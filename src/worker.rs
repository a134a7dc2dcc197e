use std::sync::Arc;
use std::time::Duration;

use anyhow::{Error, Result};
use futures_util::StreamExt;
use lapin::message::Delivery;
use lapin::types::{AMQPValue, ShortString};
use tokio::task::JoinSet;
use tokio::time::{sleep, timeout};
use tracing::{error, info, warn};

use crate::clients::rbmq::RabbitMqClient;
use crate::clients::redis::RedisClient;
use crate::config::Config;
use crate::models::message::{Channel, QueueMessage};
use crate::models::retry::RetryPolicy;
use crate::senders::{self, SendOutcome};
use crate::utils::shutdown_signal;

const DRAIN_TIMEOUT: Duration = Duration::from_secs(30);
const RESUBSCRIBE_DELAY: Duration = Duration::from_secs(1);

/// What the pipeline does with a delivery after the sender outcome is in.
#[derive(Debug, Clone, PartialEq, Eq)]
pub enum Disposition {
    Delivered,
    Retry { delay: Duration },
    DeadLetter { reason: String },
}

/// Map a sender outcome and the message's attempt count onto a disposition.
pub fn decide(outcome: &SendOutcome, retry_count: u32, policy: &RetryPolicy) -> Disposition {
    match outcome {
        SendOutcome::Delivered => Disposition::Delivered,
        SendOutcome::Retriable(_) if policy.can_retry(retry_count) => Disposition::Retry {
            delay: policy.backoff_delay(retry_count),
        },
        SendOutcome::Retriable(reason) => Disposition::DeadLetter {
            reason: format!("retries exhausted: {reason}"),
        },
        SendOutcome::Terminal(reason) => Disposition::DeadLetter {
            reason: reason.clone(),
        },
    }
}

/// Run one consumer per channel queue until a shutdown signal arrives,
/// then close the broker link so unacked deliveries requeue elsewhere.
pub async fn run(
    config: Config,
    broker: Arc<RabbitMqClient>,
    redis: RedisClient,
) -> Result<(), Error> {
    let mut consumers = JoinSet::new();

    for channel in Channel::ALL {
        consumers.spawn(consume_channel(
            channel,
            Arc::clone(&broker),
            redis.clone(),
            config.clone(),
        ));
    }

    shutdown_signal().await;
    info!("Shutdown signal received, closing broker connection");
    broker.close().await;

    let drain = async {
        while consumers.join_next().await.is_some() {}
    };
    if timeout(DRAIN_TIMEOUT, drain).await.is_err() {
        warn!(
            timeout_secs = DRAIN_TIMEOUT.as_secs(),
            "Consumer drain timed out, aborting remaining tasks"
        );
    }

    Ok(())
}

async fn consume_channel(
    channel: Channel,
    broker: Arc<RabbitMqClient>,
    redis: RedisClient,
    config: Config,
) {
    let policy = RetryPolicy::from_config(&config);

    loop {
        let mut consumer = match broker.create_consumer(channel).await {
            Ok(consumer) => consumer,
            Err(e) => {
                if broker.is_closed() {
                    return;
                }
                warn!(channel = %channel, error = %e, "Failed to create consumer, retrying");
                sleep(RESUBSCRIBE_DELAY).await;
                continue;
            }
        };

        info!(queue = channel.queue_name(), "Consumer started");

        while let Some(delivery) = consumer.next().await {
            match delivery {
                Ok(delivery) => {
                    tokio::spawn(handle_delivery(
                        delivery,
                        Arc::clone(&broker),
                        redis.clone(),
                        policy,
                        config.force_failure,
                    ));
                }
                Err(e) => {
                    warn!(channel = %channel, error = %e, "Consumer stream error");
                    break;
                }
            }
        }

        if broker.is_closed() {
            return;
        }

        warn!(channel = %channel, "Consumer stream ended, re-subscribing");
        sleep(RESUBSCRIBE_DELAY).await;
    }
}

/// Per-message pipeline: decode, delivered-guard, send, then ack /
/// delayed-republish / dead-letter according to the decided disposition.
pub async fn handle_delivery(
    delivery: Delivery,
    broker: Arc<RabbitMqClient>,
    mut redis: RedisClient,
    policy: RetryPolicy,
    force_failure: bool,
) {
    let delivery_tag = delivery.delivery_tag;

    let message = match serde_json::from_slice::<QueueMessage>(&delivery.data) {
        Ok(message) => message,
        Err(e) => {
            warn!(error = %e, "Undecodable message, routing to dead letter queue");
            if let Err(e) = broker.reject(delivery_tag, false).await {
                error!(error = %e, "Failed to reject undecodable message");
            }
            return;
        }
    };

    // The broker header mirror wins over the body count when both exist.
    let retry_count = header_retry_count(&delivery).unwrap_or(message.retry_count);

    info!(
        id = %message.id,
        channel = %message.channel,
        user_id = %message.user_id,
        retry_count,
        "Processing notification message"
    );

    match redis
        .is_delivered(&message.user_id, &message.idempotency_key)
        .await
    {
        Ok(true) => {
            info!(
                idempotency_key = %message.idempotency_key,
                "Notification already delivered, skipping sender"
            );
            if let Err(e) = broker.acknowledge(delivery_tag).await {
                error!(error = %e, "Failed to acknowledge duplicate delivery");
            }
            return;
        }
        Ok(false) => {}
        Err(e) => {
            warn!(error = %e, "Delivered guard lookup failed, proceeding with send");
        }
    }

    let outcome = senders::dispatch(&message, force_failure).await;

    if let SendOutcome::Retriable(reason) | SendOutcome::Terminal(reason) = &outcome {
        warn!(id = %message.id, reason = %reason, "Sender did not deliver");
    }

    match decide(&outcome, retry_count, &policy) {
        Disposition::Delivered => {
            if let Err(e) = redis
                .mark_delivered(&message.user_id, &message.idempotency_key)
                .await
            {
                warn!(
                    error = %e,
                    idempotency_key = %message.idempotency_key,
                    "Failed to record delivery, a redelivery may invoke the sender again"
                );
            }
            if let Err(e) = broker.acknowledge(delivery_tag).await {
                error!(error = %e, "Failed to acknowledge delivered message");
            }
        }
        Disposition::Retry { delay } => {
            info!(
                id = %message.id,
                delay_ms = delay.as_millis() as u64,
                attempt = retry_count + 2,
                max_attempts = policy.max_retries + 1,
                "Scheduling retry"
            );

            sleep(delay).await;

            let next = message.next_attempt(retry_count);
            match broker.publish(&next).await {
                Ok(true) => {
                    if let Err(e) = broker.acknowledge(delivery_tag).await {
                        error!(error = %e, "Failed to acknowledge retried message");
                    }
                }
                Ok(false) | Err(_) => {
                    error!(
                        id = %message.id,
                        "Failed to republish retry, routing original to dead letter queue"
                    );
                    if let Err(e) = broker.reject(delivery_tag, false).await {
                        error!(error = %e, "Failed to reject message after republish failure");
                    }
                }
            }
        }
        Disposition::DeadLetter { reason } => {
            warn!(
                id = %message.id,
                retry_count,
                reason = %reason,
                "Routing message to dead letter queue"
            );
            if let Err(e) = broker.reject(delivery_tag, false).await {
                error!(error = %e, "Failed to reject message");
            }
        }
    }
}

fn header_retry_count(delivery: &Delivery) -> Option<u32> {
    let headers = delivery.properties.headers().as_ref()?;

    match headers.inner().get(&ShortString::from("x-retry-count"))? {
        AMQPValue::LongUInt(count) => Some(*count),
        AMQPValue::LongInt(count) => u32::try_from(*count).ok(),
        AMQPValue::LongLongInt(count) => u32::try_from(*count).ok(),
        AMQPValue::ShortUInt(count) => Some(u32::from(*count)),
        AMQPValue::ShortInt(count) => u32::try_from(*count).ok(),
        _ => None,
    }
}
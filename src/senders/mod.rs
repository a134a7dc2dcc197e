use futures_util::FutureExt;
use std::panic::AssertUnwindSafe;

use crate::models::message::{Channel, NotificationPayload, QueueMessage};

pub mod email;
pub mod push;
pub mod sms;

/// Classified result of one sender invocation. Retriable outcomes feed the
/// backoff engine; terminal outcomes go straight to the dead letter queue.
#[derive(Debug, Clone, PartialEq, Eq)]
pub enum SendOutcome {
    Delivered,
    Retriable(String),
    Terminal(String),
}

/// Invoke the sender matching the message channel. A panicking sender is
/// contained and classified retriable so the consumer loop survives.
pub async fn dispatch(message: &QueueMessage, force_failure: bool) -> SendOutcome {
    let send = async {
        match (message.channel, &message.payload) {
            (Channel::Email, NotificationPayload::Email(payload)) => {
                email::send(payload, force_failure).await
            }
            (Channel::Sms, NotificationPayload::Sms(payload)) => {
                sms::send(payload, force_failure).await
            }
            (Channel::Push, NotificationPayload::Push(payload)) => {
                push::send(payload, force_failure).await
            }
            _ => SendOutcome::Terminal(format!(
                "payload does not match the {} channel",
                message.channel
            )),
        }
    };

    match AssertUnwindSafe(send).catch_unwind().await {
        Ok(outcome) => outcome,
        Err(_) => SendOutcome::Retriable("sender panicked".to_string()),
    }
}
━━━━━━━━
■ **WORK REQUEST**:
Where the listing above has a line with "to acknowledge delivered", start there, and output every line exactly through the line with "sleep(delay).await;", which is also included.

■ **ANSWER BOX**:
                error!(error = %e, "Failed to acknowledge delivered message");
            }
        }
        Disposition::Retry { delay } => {
            info!(
                id = %message.id,
                delay_ms = delay.as_millis() as u64,
                attempt = retry_count + 2,
                max_attempts = policy.max_retries + 1,
                "Scheduling retry"
            );

            sleep(delay).await;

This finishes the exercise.